3. The Las Vegas Art Museum returns. More than three years after closing its doors, the LVAM finds a new home at UNLV’s Barrick Museum, opening with an exhibit of its permanent collection.
4. Conductor David Itkin leaves the Las Vegas Philharmonic. He joined the Phil in 2007, turning the orchestra into a well-oiled machine for its arrival at the Smith Center.
5.The Percent for the Arts Program gets approved. Clark County commissioners approve a plan to allocate money for an art fund—financed through room and property taxes.
6.The Mob Museum opens. The new Downtown attraction offers a history lesson threaded by organized crime.
7.Art Square arrives. The multi-use venue opens in the Arts District, offering space for creative businesses, along with an intimate home for Cockroach Theatre.
8. Andy Warhol cometh. The Bellagio Gallery of Fine Art teams with the Andy Warhol Museum in Pittsburgh to create its upcoming exhibit, Warhol Out West, opening February 8.
9. The Vegas Vernacular Project begins. Photographers—most of them volunteers—start documenting cherished and disappearing signage, creating an archive for future generations.
10. Studios hit Downtown. Clay Arts Las Vegas and Open Air Printers open in the Arts District, offering community workshops along with professional services.

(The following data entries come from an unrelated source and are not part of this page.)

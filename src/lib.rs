//! Fleet tracker read service
//!
//! Serves the latest known position, bounded position trails, and a
//! classified operational status for a fleet of vehicles over a small JSON
//! API. The data is written by external systems; this crate only reads.

pub mod api;
pub mod config;
pub mod database;
pub mod errors;
pub mod models;
pub mod repository;
//! End-to-end tests of the JSON API over the in-memory repository.

use std::sync::Arc;
use std::time::Duration;

use axum::body::{to_bytes, Body};
use axum::http::{Request, StatusCode};
use axum::response::Response;
use axum::Router;
use chrono::NaiveDateTime;
use tower::ServiceExt;

use fleet_tracker::api::{self, AppState};
use fleet_tracker::errors::FleetTrackerError;
use fleet_tracker::models::{PositionReport, VehicleId, VehicleStatus};
use fleet_tracker::repository::memory::InMemoryFleet;
use fleet_tracker::repository::ReportRepository;

fn ts(s: &str) -> NaiveDateTime {
    NaiveDateTime::parse_from_str(s, "%Y-%m-%d %H:%M:%S").unwrap()
}

fn report(id: i64, vehicle: i64, at: &str) -> PositionReport {
    PositionReport {
        id,
        vehicle_id: VehicleId::try_from(vehicle).unwrap(),
        name: format!("B-{vehicle}"),
        lat: -33.45,
        lon: -70.66,
        recorded_at: ts(at),
    }
}

fn status(id: i64, name: &str, flags: (bool, bool, bool)) -> VehicleStatus {
    VehicleStatus {
        id,
        external_id: Some(format!("ext-{id}")),
        name: name.to_string(),
        lat: Some(-33.45),
        lon: Some(-70.66),
        in_service: flags.0,
        available: flags.1,
        failure: flags.2,
        driver: None,
    }
}

fn router_over(fleet: InMemoryFleet) -> Router {
    let fleet = Arc::new(fleet);
    let state = AppState::new(fleet.clone(), fleet);
    api::router(state, Duration::from_secs(5))
}

async fn get(router: Router, uri: &str) -> Response {
    router
        .oneshot(Request::builder().uri(uri).body(Body::empty()).unwrap())
        .await
        .unwrap()
}

async fn get_json(router: Router, uri: &str) -> serde_json::Value {
    let response = get(router, uri).await;
    assert_eq!(response.status(), StatusCode::OK, "GET {uri}");
    let bytes = to_bytes(response.into_body(), 1024 * 1024).await.unwrap();
    serde_json::from_slice(&bytes).unwrap()
}

#[tokio::test]
async fn latest_resolves_most_recent_report_per_vehicle() {
    let mut fleet = InMemoryFleet::new();
    fleet.push_report(report(100, 1, "2024-06-01 10:00:00"));
    fleet.push_report(report(101, 1, "2024-06-01 10:05:00"));
    fleet.push_report(report(102, 2, "2024-06-01 09:00:00"));

    let body = get_json(router_over(fleet), "/api/latest").await;
    let rows = body.as_array().unwrap();
    assert_eq!(rows.len(), 2);

    assert_eq!(rows[0]["vehicleId"], 1);
    assert_eq!(rows[0]["id"], 101);
    assert_eq!(rows[0]["timestamp"], "2024-06-01 10:05:00");
    assert_eq!(rows[1]["vehicleId"], 2);
    assert_eq!(rows[1]["id"], 102);
    assert_eq!(rows[1]["timestamp"], "2024-06-01 09:00:00");
}

#[tokio::test]
async fn latest_filter_with_malformed_token_is_equivalent_to_clean_filter() {
    let mut fleet = InMemoryFleet::new();
    for vehicle in 1..=6 {
        fleet.push_report(report(vehicle, vehicle, "2024-06-01 10:00:00"));
    }

    let body = get_json(router_over(fleet), "/api/latest?vehicle_ids=3,abc,5").await;
    let ids: Vec<i64> = body
        .as_array()
        .unwrap()
        .iter()
        .map(|row| row["vehicleId"].as_i64().unwrap())
        .collect();
    assert_eq!(ids, vec![3, 5]);
}

#[tokio::test]
async fn latest_with_empty_filter_returns_all_vehicles() {
    let mut fleet = InMemoryFleet::new();
    fleet.push_report(report(1, 1, "2024-06-01 10:00:00"));
    fleet.push_report(report(2, 2, "2024-06-01 10:00:00"));

    let body = get_json(router_over(fleet), "/api/latest?vehicle_ids=").await;
    assert_eq!(body.as_array().unwrap().len(), 2);
}

#[tokio::test]
async fn latest_response_carries_expected_fields() {
    let mut fleet = InMemoryFleet::new();
    fleet.push_report(report(7, 3, "2024-06-01 10:00:00"));

    let body = get_json(router_over(fleet), "/api/latest").await;
    let row = &body.as_array().unwrap()[0];
    let keys: Vec<&str> = row.as_object().unwrap().keys().map(String::as_str).collect();
    for key in ["id", "vehicleId", "name", "lat", "lon", "timestamp"] {
        assert!(keys.contains(&key), "missing {key} in {row}");
    }
    assert_eq!(row["name"], "B-3");
    assert_eq!(row["lat"], -33.45);
    assert_eq!(row["lon"], -70.66);
}

#[tokio::test]
async fn track_replays_oldest_first() {
    let mut fleet = InMemoryFleet::new();
    fleet.push_report(report(3, 1, "2024-06-01 10:02:00"));
    fleet.push_report(report(1, 1, "2024-06-01 10:00:00"));
    fleet.push_report(report(2, 1, "2024-06-01 10:01:00"));

    let body = get_json(router_over(fleet), "/api/track?vehicle_id=1").await;
    let timestamps: Vec<&str> = body
        .as_array()
        .unwrap()
        .iter()
        .map(|row| row["timestamp"].as_str().unwrap())
        .collect();
    assert_eq!(
        timestamps,
        vec![
            "2024-06-01 10:00:00",
            "2024-06-01 10:01:00",
            "2024-06-01 10:02:00"
        ]
    );
}

#[tokio::test]
async fn track_clamps_limit_to_ceiling() {
    let mut fleet = InMemoryFleet::new();
    for i in 0..150 {
        fleet.push_report(report(i, 1, &format!("2024-06-01 10:{:02}:{:02}", i / 60, i % 60)));
    }

    let body = get_json(router_over(fleet), "/api/track?vehicle_id=1&limit=500").await;
    assert_eq!(body.as_array().unwrap().len(), 100);
}

#[tokio::test]
async fn track_returns_requested_limit_when_below_ceiling() {
    let mut fleet = InMemoryFleet::new();
    for i in 0..10 {
        fleet.push_report(report(i, 1, &format!("2024-06-01 10:00:{i:02}")));
    }

    let body = get_json(router_over(fleet), "/api/track?vehicle_id=1&limit=4").await;
    let rows = body.as_array().unwrap();
    assert_eq!(rows.len(), 4);
    // The four most recent, replayed in chronological order
    assert_eq!(rows[0]["id"], 6);
    assert_eq!(rows[3]["id"], 9);
}

#[tokio::test]
async fn track_of_unknown_vehicle_is_empty_not_error() {
    let mut fleet = InMemoryFleet::new();
    fleet.push_report(report(1, 1, "2024-06-01 10:00:00"));

    let body = get_json(router_over(fleet), "/api/track?vehicle_id=42").await;
    assert_eq!(body, serde_json::json!([]));
}

#[tokio::test]
async fn track_with_malformed_vehicle_id_is_empty_not_error() {
    let fleet = InMemoryFleet::new();
    let body = get_json(router_over(fleet), "/api/track?vehicle_id=abc").await;
    assert_eq!(body, serde_json::json!([]));
}

#[tokio::test]
async fn vehicles_lists_latest_names_sorted_by_vehicle_id() {
    let mut fleet = InMemoryFleet::new();
    fleet.push_report(report(1, 2, "2024-06-01 10:00:00"));
    let mut renamed = report(2, 2, "2024-06-01 11:00:00");
    renamed.name = "B-2 reserve".to_string();
    fleet.push_report(renamed);
    fleet.push_report(report(3, 1, "2024-06-01 10:00:00"));

    let body = get_json(router_over(fleet), "/api/vehicles").await;
    assert_eq!(
        body,
        serde_json::json!([
            {"vehicleId": 1, "name": "B-1"},
            {"vehicleId": 2, "name": "B-2 reserve"},
        ])
    );
}

#[tokio::test]
async fn status_classifies_and_orders_by_name() {
    let mut fleet = InMemoryFleet::new();
    fleet.push_status(status(1, "Rescue 2", (true, true, false)));
    fleet.push_status(status(2, "Engine 1", (true, false, false)));
    fleet.push_status(status(3, "Ladder 9", (false, false, true)));
    fleet.push_status(status(4, "Tanker 4", (false, true, false)));

    let body = get_json(router_over(fleet), "/api/status").await;
    let rows = body.as_array().unwrap();

    let summary: Vec<(&str, &str)> = rows
        .iter()
        .map(|row| {
            (
                row["name"].as_str().unwrap(),
                row["color"].as_str().unwrap(),
            )
        })
        .collect();
    assert_eq!(
        summary,
        vec![
            ("Engine 1", "blue"),
            ("Ladder 9", "red"),
            ("Rescue 2", "green"),
            ("Tanker 4", "yellow"),
        ]
    );
}

#[tokio::test]
async fn status_with_all_flags_false_is_red() {
    let mut fleet = InMemoryFleet::new();
    fleet.push_status(status(1, "Engine 1", (false, false, false)));

    let body = get_json(router_over(fleet), "/api/status").await;
    assert_eq!(body.as_array().unwrap()[0]["color"], "red");
}

#[tokio::test]
async fn status_response_carries_expected_fields() {
    let mut fleet = InMemoryFleet::new();
    let mut with_driver = status(5, "Engine 1", (true, true, false));
    with_driver.driver = Some("J. Soto".to_string());
    fleet.push_status(with_driver);

    let body = get_json(router_over(fleet), "/api/status").await;
    let row = &body.as_array().unwrap()[0];
    assert_eq!(row["id"], 5);
    assert_eq!(row["externalId"], "ext-5");
    assert_eq!(row["name"], "Engine 1");
    assert_eq!(row["color"], "green");
    assert_eq!(row["lat"], -33.45);
    assert_eq!(row["lng"], -70.66);
    assert_eq!(row["driver"], "J. Soto");
}

#[tokio::test]
async fn status_renders_nullable_fields_as_null() {
    let mut fleet = InMemoryFleet::new();
    fleet.push_status(VehicleStatus {
        id: 1,
        external_id: None,
        name: "Engine 1".to_string(),
        lat: None,
        lon: None,
        in_service: true,
        available: true,
        failure: false,
        driver: None,
    });

    let body = get_json(router_over(fleet), "/api/status").await;
    let row = &body.as_array().unwrap()[0];
    assert_eq!(row["externalId"], serde_json::Value::Null);
    assert_eq!(row["lat"], serde_json::Value::Null);
    assert_eq!(row["lng"], serde_json::Value::Null);
    assert_eq!(row["driver"], serde_json::Value::Null);
}

/// Repository that always fails, standing in for an unreachable database.
struct UnavailableSource;

#[async_trait::async_trait]
impl ReportRepository for UnavailableSource {
    async fn latest_per_vehicle(
        &self,
        _filter: Option<&[VehicleId]>,
    ) -> Result<Vec<PositionReport>, FleetTrackerError> {
        Err(FleetTrackerError::DatabaseConnectionError(
            "connection refused (host=db.internal)".to_string(),
        ))
    }

    async fn recent_for_vehicle(
        &self,
        _id: VehicleId,
        _limit: u32,
    ) -> Result<Vec<PositionReport>, FleetTrackerError> {
        Err(FleetTrackerError::DatabaseConnectionError(
            "connection refused (host=db.internal)".to_string(),
        ))
    }
}

#[tokio::test]
async fn source_failure_yields_generic_error_without_internal_detail() {
    let mut fleet = InMemoryFleet::new();
    fleet.push_status(status(1, "Engine 1", (true, true, false)));
    let state = AppState::new(Arc::new(UnavailableSource), Arc::new(fleet));
    let router = api::router(state, Duration::from_secs(5));

    let response = get(router, "/api/latest").await;
    assert_eq!(response.status(), StatusCode::INTERNAL_SERVER_ERROR);
    let bytes = to_bytes(response.into_body(), 1024 * 1024).await.unwrap();
    let body: serde_json::Value = serde_json::from_slice(&bytes).unwrap();
    assert_eq!(body, serde_json::json!({"error": "internal server error"}));
}

#[tokio::test]
async fn position_source_failure_does_not_affect_status_endpoint() {
    let mut fleet = InMemoryFleet::new();
    fleet.push_status(status(1, "Engine 1", (true, true, false)));
    let state = AppState::new(Arc::new(UnavailableSource), Arc::new(fleet));
    let router = api::router(state, Duration::from_secs(5));

    let failed = get(router.clone(), "/api/track?vehicle_id=1").await;
    assert_eq!(failed.status(), StatusCode::INTERNAL_SERVER_ERROR);

    let ok = get_json(router, "/api/status").await;
    assert_eq!(ok.as_array().unwrap().len(), 1);
}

With so many artists living, visiting and exhibiting in Las Vegas, it’s nearly impossible to nail down the best shows without missing something. Here, in no particular order, are five of the most outstanding exhibits of the last year.
London Biennale Nevada 2012, multiple artists (Pop Up Art House) Las Vegas has dabbled in performance art over the years, but nothing on the scale of this event coordinated by Jevijoe Vitug as a satellite to the London Biennial.
Untitled (Bedroom), Leor Grady (Cosmo’s P3 Studio) Using familiar comfort materials (mostly bedding), this Israeli-born artist living in New York City used P3 for a performance/installation to address ideas of home, personal space and identity.
Defeat the Future, multiple artists (Contemporary Arts Center) Artist Yo Fukui curated this stunning show of works by New York City artists contending with an imaginary monster known as the future, featuring sculpture, performance, photography and painting.
Painting to the End of the Night, Wess Dahl-Berg (Amanda Harris Gallery of Contemporary Art) Harris introduced Las Vegas residents to the brilliantly layered paintings of Wess Dahl-Berg, which ranged from rich, abstract grids to intensely beautiful oil paintings of the desert at night.
Tangents, Fred Mitchell (Fifth Wall Gallery) Mitchell took photography to a sculptural level by deconstructing and rebuilding auto accidents digitally and three-dimensionally.